== Segment start ==

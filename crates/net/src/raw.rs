//! Raw IP sockets: whole upper-layer payloads for a chosen protocol number.

use crate::error::{NetError, Result};
use crate::iface::Interface;
use crate::ipv4;
use crate::link::TxAncillary;
use crate::pseudo::Ipv4PseudoHeader;
use crate::socket::{Datagram, SocketId, SocketTable, SocketType};
use crate::wire::Ipv4Header;

use std::net::Ipv4Addr;

/// Hand a datagram's payload to every raw socket opened for its protocol.
/// Returns [`NetError::ProtocolUnreachable`] when none accepted it.
pub(crate) fn process_datagram(
    sockets: &mut SocketTable,
    index: usize,
    header: &Ipv4Header,
    payload: &[u8],
) -> Result<()> {
    let matches = sockets.find_raw(index, header.protocol, header.src, header.dst);
    if matches.is_empty() {
        return Err(NetError::ProtocolUnreachable);
    }
    for slot in matches {
        let queued = sockets.slot_mut(slot).enqueue(Datagram {
            src: header.src,
            src_port: 0,
            dst: header.dst,
            ttl: header.ttl,
            data: payload.to_vec(),
        });
        if !queued {
            tracing::debug!(
                "raw: receive queue full for protocol {}, dropping",
                header.protocol
            );
        }
    }
    Ok(())
}

/// Send `data` as the payload of an IPv4 datagram carrying the socket's
/// protocol number.
pub(crate) fn send_to(
    ifaces: &mut [Interface],
    sockets: &mut SocketTable,
    id: SocketId,
    dst: Ipv4Addr,
    data: &[u8],
) -> Result<usize> {
    let sock = sockets.get_mut(id)?;
    if sock.kind != SocketType::Raw {
        return Err(NetError::InvalidSocket);
    }
    let (index, selected) = ipv4::select_route(ifaces, sock.interface, dst)?;
    let src = sock
        .local_addr
        .as_v4()
        .filter(|addr| !addr.is_unspecified())
        .unwrap_or(selected);
    let length = u16::try_from(data.len()).map_err(|_| NetError::MessageTooLong)?;

    let pseudo = Ipv4PseudoHeader::new(src, dst, sock.protocol, length);
    let ancillary = TxAncillary {
        ttl: sock.ttl,
        dscp: 0,
    };
    ipv4::send_datagram(ifaces, index, &pseudo, &[data], &ancillary)?;
    Ok(data.len())
}

pub(crate) fn receive_from(sockets: &mut SocketTable, id: SocketId) -> Result<Datagram> {
    let sock = sockets.get_mut(id)?;
    if sock.kind != SocketType::Raw {
        return Err(NetError::InvalidSocket);
    }
    sock.rx_queue.pop_front().ok_or(NetError::WouldBlock)
}
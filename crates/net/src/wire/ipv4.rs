use crate::checksum;
use crate::error::{NetError, Result};
use std::net::Ipv4Addr;

pub const IPV4_VERSION: u8 = 4;

/// Header size without options.
pub const IPV4_MIN_HEADER_LEN: usize = 20;

/// Don't Fragment flag in the flags/fragment-offset field.
pub const IPV4_FLAG_DF: u16 = 0x4000;
/// More Fragments flag in the flags/fragment-offset field.
pub const IPV4_FLAG_MF: u16 = 0x2000;
/// Fragment offset, in units of 8 bytes.
pub const IPV4_OFFSET_MASK: u16 = 0x1FFF;

const TOTAL_LENGTH: usize = 2;
const FRAGMENT: usize = 6;
const CHECKSUM: usize = 10;

/// Protocol numbers the demultiplexer knows about.
#[derive(Debug, Clone, Copy, PartialEq, Eq)]
pub enum IpProtocol {
    Icmp,
    Igmp,
    Tcp,
    Udp,
    Other(u8),
}

impl From<u8> for IpProtocol {
    fn from(value: u8) -> Self {
        match value {
            1 => IpProtocol::Icmp,
            2 => IpProtocol::Igmp,
            6 => IpProtocol::Tcp,
            17 => IpProtocol::Udp,
            other => IpProtocol::Other(other),
        }
    }
}

impl From<IpProtocol> for u8 {
    fn from(value: IpProtocol) -> Self {
        match value {
            IpProtocol::Icmp => 1,
            IpProtocol::Igmp => 2,
            IpProtocol::Tcp => 6,
            IpProtocol::Udp => 17,
            IpProtocol::Other(other) => other,
        }
    }
}

#[derive(Debug, Clone, PartialEq, Eq)]
pub struct Ipv4Header {
    pub version: u8,
    /// Header length in 32-bit words.
    pub ihl: u8,
    pub tos: u8,
    pub total_length: u16,
    pub identification: u16,
    /// Flags and fragment offset, as on the wire.
    pub fragment: u16,
    pub ttl: u8,
    pub protocol: u8,
    pub checksum: u16,
    pub src: Ipv4Addr,
    pub dst: Ipv4Addr,
}

impl Ipv4Header {
    /// Decode the fixed part of a header.
    pub fn parse(buf: &[u8]) -> Result<Self> {
        if buf.len() < IPV4_MIN_HEADER_LEN {
            return Err(NetError::InvalidLength);
        }
        Ok(Self {
            version: buf[0] >> 4,
            ihl: buf[0] & 0x0F,
            tos: buf[1],
            total_length: u16::from_be_bytes([buf[2], buf[3]]),
            identification: u16::from_be_bytes([buf[4], buf[5]]),
            fragment: u16::from_be_bytes([buf[6], buf[7]]),
            ttl: buf[8],
            protocol: buf[9],
            checksum: u16::from_be_bytes([buf[10], buf[11]]),
            src: Ipv4Addr::new(buf[12], buf[13], buf[14], buf[15]),
            dst: Ipv4Addr::new(buf[16], buf[17], buf[18], buf[19]),
        })
    }

    /// Encode the fixed part into `buf[..20]`, checksum field included as is.
    pub fn emit(&self, buf: &mut [u8]) {
        buf[0] = (self.version << 4) | (self.ihl & 0x0F);
        buf[1] = self.tos;
        buf[2..4].copy_from_slice(&self.total_length.to_be_bytes());
        buf[4..6].copy_from_slice(&self.identification.to_be_bytes());
        buf[6..8].copy_from_slice(&self.fragment.to_be_bytes());
        buf[8] = self.ttl;
        buf[9] = self.protocol;
        buf[10..12].copy_from_slice(&self.checksum.to_be_bytes());
        buf[12..16].copy_from_slice(&self.src.octets());
        buf[16..20].copy_from_slice(&self.dst.octets());
    }

    pub fn header_len(&self) -> usize {
        usize::from(self.ihl) * 4
    }

    pub fn more_fragments(&self) -> bool {
        self.fragment & IPV4_FLAG_MF != 0
    }

    /// Fragment offset in 8-byte units.
    pub fn fragment_offset(&self) -> u16 {
        self.fragment & IPV4_OFFSET_MASK
    }

    pub fn is_fragment(&self) -> bool {
        self.more_fragments() || self.fragment_offset() != 0
    }

    pub fn protocol(&self) -> IpProtocol {
        self.protocol.into()
    }

    /// Rewrite total length in an encoded header.
    pub fn set_total_length(buf: &mut [u8], length: u16) {
        buf[TOTAL_LENGTH..TOTAL_LENGTH + 2].copy_from_slice(&length.to_be_bytes());
    }

    /// Rewrite the flags/fragment-offset field in an encoded header.
    pub fn set_fragment(buf: &mut [u8], fragment: u16) {
        buf[FRAGMENT..FRAGMENT + 2].copy_from_slice(&fragment.to_be_bytes());
    }

    /// Recompute the header checksum of the first `header_len` bytes.
    pub fn fill_checksum(buf: &mut [u8], header_len: usize) {
        buf[CHECKSUM..CHECKSUM + 2].copy_from_slice(&[0, 0]);
        let sum = checksum::checksum(&buf[..header_len]);
        buf[CHECKSUM..CHECKSUM + 2].copy_from_slice(&sum.to_be_bytes());
    }

    /// Zero the checksum field without recomputing it.
    pub fn clear_checksum(buf: &mut [u8]) {
        buf[CHECKSUM..CHECKSUM + 2].copy_from_slice(&[0, 0]);
    }
}

#[cfg(test)]
mod tests {
    use super::*;
    use smoltcp::wire::{IpProtocol as SmolProtocol, Ipv4Packet};

    fn header() -> Ipv4Header {
        Ipv4Header {
            version: IPV4_VERSION,
            ihl: 5,
            tos: 0,
            total_length: 48,
            identification: 0x1234,
            fragment: IPV4_FLAG_MF | 3,
            ttl: 64,
            protocol: 6,
            checksum: 0,
            src: Ipv4Addr::new(192, 0, 2, 50),
            dst: Ipv4Addr::new(192, 0, 2, 1),
        }
    }

    #[test]
    fn emit_then_parse() {
        let mut buf = [0u8; 20];
        header().emit(&mut buf);
        let parsed = Ipv4Header::parse(&buf).unwrap();
        assert_eq!(parsed, header());
        assert!(parsed.more_fragments());
        assert_eq!(parsed.fragment_offset(), 3);
        assert!(parsed.is_fragment());
        assert_eq!(parsed.protocol(), IpProtocol::Tcp);
    }

    #[test]
    fn short_buffer_is_invalid_length() {
        assert!(matches!(
            Ipv4Header::parse(&[0x45; 19]),
            Err(NetError::InvalidLength)
        ));
    }

    #[test]
    fn filled_checksum_verifies_with_smoltcp() {
        let mut buf = vec![0u8; 48];
        header().emit(&mut buf);
        Ipv4Header::fill_checksum(&mut buf, 20);
        assert_eq!(checksum::checksum(&buf[..20]), 0);

        let packet = Ipv4Packet::new_checked(&buf[..]).unwrap();
        assert!(packet.verify_checksum());
        assert_eq!(packet.next_header(), SmolProtocol::Tcp);
        assert_eq!(packet.ident(), 0x1234);
        assert!(packet.more_frags());
    }

    #[test]
    fn protocol_numbers() {
        for value in [1u8, 2, 6, 17, 89] {
            assert_eq!(u8::from(IpProtocol::from(value)), value);
        }
        assert_eq!(IpProtocol::from(89), IpProtocol::Other(89));
    }

    #[test]
    fn field_rewrites() {
        let mut buf = [0u8; 20];
        header().emit(&mut buf);
        Ipv4Header::set_total_length(&mut buf, 1500);
        Ipv4Header::set_fragment(&mut buf, 0);
        let parsed = Ipv4Header::parse(&buf).unwrap();
        assert_eq!(parsed.total_length, 1500);
        assert!(!parsed.is_fragment());
    }
}
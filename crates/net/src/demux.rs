//! Protocol demultiplexer for complete datagrams.

use crate::context::NetContext;
use crate::error::NetError;
use crate::icmp;
use crate::igmp;
use crate::raw;
use crate::tcp;
use crate::udp;
use crate::wire::{IpProtocol, Ipv4Header};

use std::time::Instant;

/// Route a complete datagram received on interface `index` to the handler
/// for its protocol, answering unreachable protocols and ports with ICMP.
pub(crate) fn process_datagram(ctx: &mut NetContext, index: usize, datagram: &[u8], now: Instant) {
    let Ok(header) = Ipv4Header::parse(datagram) else {
        return;
    };
    let payload = &datagram[header.header_len()..];

    let result = match header.protocol() {
        IpProtocol::Icmp => {
            icmp::process_message(
                &mut ctx.interfaces,
                index,
                &mut ctx.icmp_stats,
                &header,
                payload,
            );
            // Raw sockets see ICMP too; nobody listening is not an error.
            deliver_raw_copy(ctx, index, &header, payload);
            Ok(())
        }
        IpProtocol::Igmp => {
            igmp::process_message(ctx.interfaces[index].name(), &header, payload);
            deliver_raw_copy(ctx, index, &header, payload);
            Ok(())
        }
        IpProtocol::Tcp => {
            let (mut env, sockets) = ctx.tcp_env(now);
            tcp::fsm::process_segment(&mut env, sockets, index, header.src, header.dst, payload);
            Ok(())
        }
        IpProtocol::Udp => udp::process_datagram(
            &mut ctx.sockets,
            &mut ctx.udp_stats,
            index,
            &header,
            payload,
        ),
        IpProtocol::Other(_) => raw::process_datagram(&mut ctx.sockets, index, &header, payload),
    };

    let reply = match result {
        Err(NetError::ProtocolUnreachable) => {
            tracing::debug!(
                "IPv4: no handler for protocol {} from {}",
                header.protocol,
                header.src
            );
            ctx.interfaces[index]
                .stats
                .record_drop(&NetError::ProtocolUnreachable);
            Some(icmp::CODE_PROTOCOL_UNREACHABLE)
        }
        Err(NetError::PortUnreachable) => {
            ctx.interfaces[index].stats.in_delivers += 1;
            Some(icmp::CODE_PORT_UNREACHABLE)
        }
        _ => {
            ctx.interfaces[index].stats.in_delivers += 1;
            None
        }
    };

    if let Some(code) = reply
        && let Err(e) = icmp::send_error(
            &mut ctx.interfaces,
            index,
            &mut ctx.icmp_stats,
            icmp::DEST_UNREACHABLE,
            code,
            0,
            datagram,
        )
    {
        tracing::trace!("IPv4: no destination unreachable sent to {}: {}", header.src, e);
    }
}

/// Hand a copy of a datagram the stack consumed itself to any raw sockets
/// bound to its protocol.
fn deliver_raw_copy(ctx: &mut NetContext, index: usize, header: &Ipv4Header, payload: &[u8]) {
    match raw::process_datagram(&mut ctx.sockets, index, header, payload) {
        Ok(()) | Err(NetError::ProtocolUnreachable) => {}
        Err(e) => tracing::trace!(
            "IPv4: raw delivery of protocol {} from {} failed: {}",
            header.protocol,
            header.src,
            e
        ),
    }
}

== Segment end ==

▶ Task requirements
Find how many lines of the entries contain "bool". Respond with the number only.

▶ Solution
2